Arthur Justin Drexler (13 March 1925[1] – 16 January 1987) was an American museum curator and director of the Museum of Modern Art (MoMA) for 35 years.
Life
Drexler was born in Brooklyn[1] and attended the High School of Music and Art, and The Cooper Union studying architecture and served with the U.S. Army Corps of Engineers during the Second World War.[2]
After the war Drexler worked with the office of industrial designer George Nelson and was Architecture Editor of Interiors magazine.

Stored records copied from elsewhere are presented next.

//! Unified error taxonomy surfaced by the router and every adapter.

use std::collections::HashMap;
use std::fmt;

use serde_json::Value;

use crate::types::{Feature, Provider};

/// Error kind, stable across providers. Two errors with the same code are
/// the same kind of failure regardless of origin.
#[derive(Debug, Clone, Copy, PartialEq, Eq, Hash, thiserror::Error)]
pub enum ErrorCode {
    /// Malformed input before or at the provider boundary.
    #[error("invalid_request")]
    InvalidRequest,
    /// Credentials rejected by the provider.
    #[error("authentication_error")]
    Authentication,
    /// 401 from the provider.
    #[error("invalid_api_key")]
    InvalidApiKey,
    /// 429 from the provider.
    #[error("rate_limit")]
    RateLimit,
    /// 5xx or unrecognized failure.
    #[error("server_error")]
    ServerError,
    /// Deadline exceeded, provider timeout, or caller cancellation.
    #[error("timeout")]
    Timeout,
    /// Request asks for a capability the provider lacks.
    #[error("unsupported_feature")]
    UnsupportedFeature,
    /// Provider not registered or network unreachable.
    #[error("provider_unavailable")]
    ProviderUnavailable,
    /// 404 for the requested model.
    #[error("model_not_found")]
    ModelNotFound,
    /// 400 with a context/token signal.
    #[error("context_length_exceeded")]
    ContextLength,
    /// Provider refused on safety grounds.
    #[error("content_filter")]
    ContentFilter,
}

/// The error type returned by every operation in this crate.
///
/// Prints as `[{provider}] {code}: {message}` when a provider is attached,
/// otherwise `{code}: {message}`. Underlying causes are chained through
/// [`std::error::Error::source`].
#[derive(Debug)]
pub struct RouterError {
    code: ErrorCode,
    message: String,
    provider: Option<Provider>,
    status: Option<u16>,
    source: Option<Box<dyn std::error::Error + Send + Sync>>,
    details: HashMap<String, Value>,
}

impl RouterError {
    pub fn new(code: ErrorCode, message: impl Into<String>) -> Self {
        Self {
            code,
            message: message.into(),
            provider: None,
            status: None,
            source: None,
            details: HashMap::new(),
        }
    }

    pub fn with_provider(mut self, provider: Provider) -> Self {
        self.provider = Some(provider);
        self
    }

    pub fn with_status(mut self, status: u16) -> Self {
        self.status = Some(status);
        self
    }

    pub fn with_cause(
        mut self,
        cause: impl Into<Box<dyn std::error::Error + Send + Sync>>,
    ) -> Self {
        self.source = Some(cause.into());
        self
    }

    pub fn with_detail(mut self, key: impl Into<String>, value: impl Into<Value>) -> Self {
        self.details.insert(key.into(), value.into());
        self
    }

    pub fn code(&self) -> ErrorCode {
        self.code
    }

    pub fn message(&self) -> &str {
        &self.message
    }

    pub fn provider(&self) -> Option<Provider> {
        self.provider
    }

    pub fn status(&self) -> Option<u16> {
        self.status
    }

    pub fn details(&self) -> &HashMap<String, Value> {
        &self.details
    }

    /// Same kind of failure: equality by code alone.
    pub fn same_kind(&self, other: &RouterError) -> bool {
        self.code == other.code
    }

    /// Rate limits, server errors, and timeouts are safe to retry. The
    /// crate never retries on its own; this exists for caller policy.
    pub fn is_retryable(&self) -> bool {
        matches!(
            self.code,
            ErrorCode::RateLimit | ErrorCode::ServerError | ErrorCode::Timeout
        )
    }

    pub fn is_auth_error(&self) -> bool {
        matches!(
            self.code,
            ErrorCode::Authentication | ErrorCode::InvalidApiKey
        )
    }

    // Constructors, one per code.

    pub fn invalid_request(message: impl Into<String>) -> Self {
        Self::new(ErrorCode::InvalidRequest, message)
    }

    pub fn authentication(provider: Provider, message: impl Into<String>) -> Self {
        Self::new(ErrorCode::Authentication, message).with_provider(provider)
    }

    pub fn invalid_api_key(provider: Provider) -> Self {
        Self::new(ErrorCode::InvalidApiKey, "invalid or missing API key")
            .with_provider(provider)
            .with_status(401)
    }

    pub fn rate_limit(provider: Provider, message: impl Into<String>) -> Self {
        Self::new(ErrorCode::RateLimit, message)
            .with_provider(provider)
            .with_status(429)
    }

    pub fn server_error(provider: Provider, message: impl Into<String>) -> Self {
        Self::new(ErrorCode::ServerError, message).with_provider(provider)
    }

    pub fn timeout(provider: Provider) -> Self {
        Self::new(ErrorCode::Timeout, "request timed out").with_provider(provider)
    }

    /// Caller-driven cancellation surfaces through the timeout code; the
    /// taxonomy is closed.
    pub fn cancelled() -> Self {
        Self::new(ErrorCode::Timeout, "operation cancelled")
    }

    pub fn unsupported_feature(provider: Provider, feature: Feature) -> Self {
        Self::new(
            ErrorCode::UnsupportedFeature,
            format!("provider {provider} does not support feature: {feature}"),
        )
        .with_provider(provider)
    }

    pub fn provider_unavailable(provider: Provider, message: impl Into<String>) -> Self {
        Self::new(ErrorCode::ProviderUnavailable, message).with_provider(provider)
    }

    pub fn model_not_found(provider: Provider, model: impl Into<String>) -> Self {
        Self::new(
            ErrorCode::ModelNotFound,
            format!("model not found: {}", model.into()),
        )
        .with_provider(provider)
        .with_status(404)
    }

    pub fn context_length(provider: Provider, message: impl Into<String>) -> Self {
        Self::new(ErrorCode::ContextLength, message)
            .with_provider(provider)
            .with_status(400)
    }

    pub fn content_filter(provider: Provider, message: impl Into<String>) -> Self {
        Self::new(ErrorCode::ContentFilter, message).with_provider(provider)
    }

    /// Maps an HTTP error status from a provider to the taxonomy. The 400
    /// branch inspects the message for a context/token signal.
    pub fn from_status(provider: Provider, status: u16, message: impl Into<String>) -> Self {
        let message = message.into();
        match status {
            401 => Self::invalid_api_key(provider),
            429 => Self::rate_limit(provider, message).with_status(status),
            404 => Self::model_not_found(provider, message).with_status(status),
            400 => {
                if message.contains("context") || message.contains("token") {
                    Self::context_length(provider, message).with_status(status)
                } else {
                    Self::invalid_request(message)
                        .with_provider(provider)
                        .with_status(status)
                }
            }
            _ => Self::server_error(provider, message).with_status(status),
        }
    }
}

impl fmt::Display for RouterError {
    fn fmt(&self, f: &mut fmt::Formatter<'_>) -> fmt::Result {
        match self.provider {
            Some(p) => write!(f, "[{p}] {}: {}", self.code, self.message),
            None => write!(f, "{}: {}", self.code, self.message),
        }
    }
}

impl std::error::Error for RouterError {
    fn source(&self) -> Option<&(dyn std::error::Error + 'static)> {
        self.source
            .as_deref()
            .map(|e| e as &(dyn std::error::Error + 'static))
    }
}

Drexler joined the Museum of Modern Art in New York in 1951 as Curator of Architecture and Design and was promoted to Director of the Department in 1956 succeeding Philip Johnson.[3] Drexler has lectured at New York University, Yale University, Harvard University, Pratt Institute, the
Massachusetts Institute of Technology, and other universities and institutions.

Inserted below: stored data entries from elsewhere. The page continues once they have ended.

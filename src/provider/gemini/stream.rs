//! Stream reader for the JSON-array framing.
//!
//! The body is one JSON array of chunk objects; elements are split off the
//! byte stream incrementally, so a chunk boundary may fall anywhere.

use std::collections::VecDeque;

use async_trait::async_trait;
use chrono::Utc;
use futures_util::StreamExt;
use tokio_util::sync::CancellationToken;
use tracing::warn;

use super::transform;
use super::wire::StreamChunk;
use crate::error::RouterError;
use crate::provider::sse::ByteStream;
use crate::types::{
    CompletionResponse, ContentBlock, Provider, StopReason, StreamEvent, StreamReader, ToolCall,
    Usage,
};

/// Incremental splitter for a top-level JSON array. Strings and nesting are
/// tracked so element boundaries survive arbitrary chunking.
#[derive(Debug, Default)]
pub(crate) struct ArraySplitter {
    buf: Vec<u8>,
    started: bool,
    finished: bool,
}

impl ArraySplitter {
    pub(crate) fn push(&mut self, bytes: &[u8]) {
        self.buf.extend_from_slice(bytes);
    }

    pub(crate) fn finished(&self) -> bool {
        self.finished
    }

    /// Returns the next complete element as raw JSON text, or `None` when
    /// more bytes are needed (or the array has closed).
    pub(crate) fn next_element(&mut self) -> Option<String> {
        let mut pos = 0;

        // consume the opening bracket once
        if !self.started {
            while pos < self.buf.len() && self.buf[pos].is_ascii_whitespace() {
                pos += 1;
            }
            if pos >= self.buf.len() {
                return None;
            }
            if self.buf[pos] != b'[' {
                // not an array at all; treat the remainder as one element
                self.started = true;
            } else {
                self.started = true;
                pos += 1;
            }
        }

        // skip separators
        while pos < self.buf.len()
            && (self.buf[pos].is_ascii_whitespace() || self.buf[pos] == b',')
        {
            pos += 1;
        }
        if pos >= self.buf.len() {
            self.buf.drain(..pos);
            return None;
        }
        if self.buf[pos] == b']' {
            self.finished = true;
            self.buf.clear();
            return None;
        }

        // scan one element, tracking strings and nesting depth
        let start = pos;
        let mut depth: i32 = 0;
        let mut in_string = false;
        let mut escaped = false;
        let mut end = None;

        for i in pos..self.buf.len() {
            let b = self.buf[i];
            if in_string {
                if escaped {
                    escaped = false;
                } else if b == b'\\' {
                    escaped = true;
                } else if b == b'"' {
                    in_string = false;
                    if depth == 0 {
                        end = Some(i + 1);
                        break;
                    }
                }
                continue;
            }
            match b {
                b'"' => in_string = true,
                b'{' | b'[' => depth += 1,
                b'}' | b']' => {
                    if depth == 0 {
                        // closing bracket of the outer array mid-scan
                        end = Some(i);
                        break;
                    }
                    depth -= 1;
                    if depth == 0 {
                        end = Some(i + 1);
                        break;
                    }
                }
                b',' if depth == 0 => {
                    end = Some(i);
                    break;
                }
                _ => {}
            }
        }

        let Some(end) = end else {
            // incomplete element; keep what we have
            self.buf.drain(..start);
            return None;
        };

        let element = String::from_utf8_lossy(&self.buf[start..end]).into_owned();
        self.buf.drain(..end);
        if element.trim().is_empty() {
            return self.next_element();
        }
        Some(element)
    }
}

pub(crate) struct GeminiStreamReader {
    bytes: ByteStream,
    splitter: ArraySplitter,
    pending: VecDeque<StreamEvent>,
    cancel: Option<CancellationToken>,
    done: bool,

    model: String,
    content: Vec<ContentBlock>,
    tool_calls: Vec<ToolCall>,
    usage: Option<Usage>,
    stop_reason: StopReason,
    response: Option<CompletionResponse>,
}

impl GeminiStreamReader {
    pub(crate) fn new(bytes: ByteStream, model: impl Into<String>) -> Self {
        let model = model.into();
        let mut pending = VecDeque::new();
        // this wire assigns no response id; the model comes from the request
        pending.push_back(StreamEvent::Start {
            id: String::new(),
            model: model.clone(),
        });
        Self {
            bytes,
            splitter: ArraySplitter::default(),
            pending,
            cancel: None,
            done: false,
            model,
            content: Vec::new(),
            tool_calls: Vec::new(),
            usage: None,
            stop_reason: StopReason::End,
            response: None,
        }
    }

    fn process_element(&mut self, raw: &str) {
        let chunk: StreamChunk = match serde_json::from_str(raw) {
            Ok(chunk) => chunk,
            Err(err) => {
                warn!(error = %err, "skipping malformed stream element");
                return;
            }
        };

        // the last usage snapshot wins
        if let Some(meta) = &chunk.usage_metadata {
            self.usage = Some(transform::usage(meta));
        }

        let Some(candidate) = chunk.candidates.into_iter().next() else {
            return;
        };

        if let Some(reason) = &candidate.finish_reason {
            if !reason.is_empty() {
                self.stop_reason = transform::stop_reason(reason);
            }
        }

        let Some(content) = candidate.content else {
            return;
        };

        for part in content.parts {
            if let Some(text) = part.text.filter(|t| !t.is_empty()) {
                // coalesce with a trailing text block
                match self.content.last_mut() {
                    Some(ContentBlock::Text { text: acc }) => acc.push_str(&text),
                    _ => self.content.push(ContentBlock::text(text.clone())),
                }
                self.pending.push_back(StreamEvent::ContentDelta {
                    index: self.content.len() - 1,
                    delta: ContentBlock::text(text),
                });
            }

            if let Some(call) = part.function_call {
                // arguments arrive fully parsed in this framing
                let call = ToolCall {
                    id: call.name.clone(),
                    name: call.name,
                    input: call.args,
                };
                self.tool_calls.push(call.clone());
                self.content.push(ContentBlock::ToolUse {
                    id: call.id.clone(),
                    name: call.name.clone(),
                    input: call.input.clone(),
                });
                self.pending.push_back(StreamEvent::ToolCallStart {
                    index: self.content.len() - 1,
                    call,
                });
            }
        }
    }

    fn build_response(&mut self) {
        self.response = Some(CompletionResponse {
            id: String::new(),
            provider: Provider::Gemini,
            model: self.model.clone(),
            content: self.content.clone(),
            stop_reason: self.stop_reason,
            usage: self.usage.unwrap_or_default(),
            tool_calls: self.tool_calls.clone(),
            created_at: Utc::now(),
        });
    }

    fn finish(&mut self) -> StreamEvent {
        self.done = true;
        self.build_response();
        StreamEvent::Done {
            id: String::new(),
            stop_reason: self.stop_reason,
            usage: self.usage,
        }
    }
}

#[async_trait]
impl StreamReader for GeminiStreamReader {
    async fn next(&mut self) -> Result<Option<StreamEvent>, RouterError> {
        if let Some(event) = self.pending.pop_front() {
            return Ok(Some(event));
        }
        if self.done {
            return Ok(None);
        }
        if let Some(cancel) = &self.cancel {
            if cancel.is_cancelled() {
                self.done = true;
                self.build_response();
                return Err(RouterError::cancelled().with_provider(Provider::Gemini));
            }
        }

        loop {
            while let Some(raw) = self.splitter.next_element() {
                self.process_element(&raw);
                if let Some(event) = self.pending.pop_front() {
                    return Ok(Some(event));
                }
            }
            if self.splitter.finished() {
                return Ok(Some(self.finish()));
            }

            match self.bytes.next().await {
                None => {
                    // EOF counts as termination alongside the closing token
                    return Ok(Some(self.finish()));
                }
                Some(Err(err)) => {
                    self.done = true;
                    self.build_response();
                    return Err(err);
                }
                Some(Ok(bytes)) => self.splitter.push(&bytes),
            }
        }
    }

    fn response(&self) -> Option<&CompletionResponse> {
        self.response.as_ref()
    }

    fn attach_cancel(&mut self, cancel: CancellationToken) {
        self.cancel = Some(cancel);
    }
}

Drexler had the longest curatorship in the Museum of Modern Art history. Over thirty-five years Drexler conceived, organised and oversaw trailblazing exhibitions that not only mirrored but also foresaw major stylistic design developments in industrial design, architecture and landscaping. During Drexler’s curatorship, MoMA played a central role in examining the work and reinforcing the reputations of twentieth-century architects, among them Frank Lloyd Wright, Le Corbusier, Richard Neutra, Marcel Breuer, and Ludwig Mies van der Rohe.[4] Drexler explored unexpected subjects: from the design of automobiles (he was the first to include automobiles in art museums)[5] to a reconstruction of a Japanese house and garden. Drexler’s pioneering shows promoted new ideas about architecture and design as modern arts[6] and left an indelible mark on the course of midcentury modernism.[7]